At the same time, the Arafat myth is growing.

He is held up as an example of resistance who refused to crack under Israeli pressure, and as the man who thrust the Palestinian quest for statehood onto the international stage.

"Arafat led the Palestinian people for 40 years, and he has earned a place in history as the father of the Palestinian nation," said Palestinian Housing Minister Mohammed Ishtayeh. "Like de Gaulle, Churchill, Kennedy and Castro, he is one of the few world leaders who people know and whose name and image they recognize."

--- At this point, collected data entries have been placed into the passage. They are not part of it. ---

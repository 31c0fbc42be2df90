use std::io;

/// Prefix of every ephemeral clone directory
pub const SCRATCH_PREFIX: &str = "spiegel-";

/// Generate a random 8-character hex id for an ephemeral clone
///
/// Uses cryptographic randomness from getrandom. Uniqueness on disk is
/// enforced by the caller creating the directory exclusively.
pub fn generate_scratch_id() -> io::Result<String> {
    let mut bytes = [0u8; 4];
    getrandom::getrandom(&mut bytes)
        .map_err(|e| io::Error::other(format!("failed to generate random bytes: {}", e)))?;
    Ok(hex::encode(bytes))
}

/// Directory name for a scratch id: `spiegel-<id>`
pub fn scratch_dir_name(id: &str) -> String {
    format!("{}{}", SCRATCH_PREFIX, id)
}

#[cfg(test)]
mod tests {
    use super::*;
    use std::collections::HashSet;

    #[test]
    fn test_generate_scratch_id_format() {
        let id = generate_scratch_id().unwrap();
        assert_eq!(id.len(), 8);
        assert!(id.chars().all(|c| c.is_ascii_hexdigit()));
    }

    #[test]
    fn test_generate_scratch_id_varies() {
        let ids: HashSet<String> = (0..50).map(|_| generate_scratch_id().unwrap()).collect();
        // 32 bits of randomness: 50 draws colliding down to a handful is not plausible
        assert!(ids.len() > 45);
    }

    #[test]
    fn test_scratch_dir_name() {
        assert_eq!(scratch_dir_name("00ff10ab"), "spiegel-00ff10ab");
    }
}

Israel stopped regarding Arafat as a partner after Israeli-Palestinian peace talks broke down in late 2000 and a second Palestinian uprising erupted. President Bush also shunned him.

Arafat's nephew, Palestinian Foreign Minister Nasser al-Kidwa, rejected Israeli and U.S. claims that Arafat was an impediment to peace. His uncle, he said, refused offers of a truncated state.

"Arafat wasn't an obstacle for the peace process," Al-Kidwa told The Associated Press. "He was an obstacle to plans that were unacceptable to the Palestinians."

Although a year has passed since Arafat died, there is still no clear-cut explanation of what killed him. The Percy Military Hospital that treated him has not clarified matters, and its medical records on Arafat, recently leaked to reporters, have proven inconclusive.

Rumors persist that Arafat died of AIDS or was poisoned by Israel, a charge Israel denies.

Al-Kidwa said he is convinced his uncle did not die of natural causes, and that Israel killed him. But he acknowledged he did not have tangible evidence and said his impression did not reflect an official position.

Elsewhere in the West Bank on Friday, 300 masked men, some carrying assault rifles and other weapons, marched in tribute to Arafat through the village of Dura near Hebron, waving Arafat posters and Palestinian flags.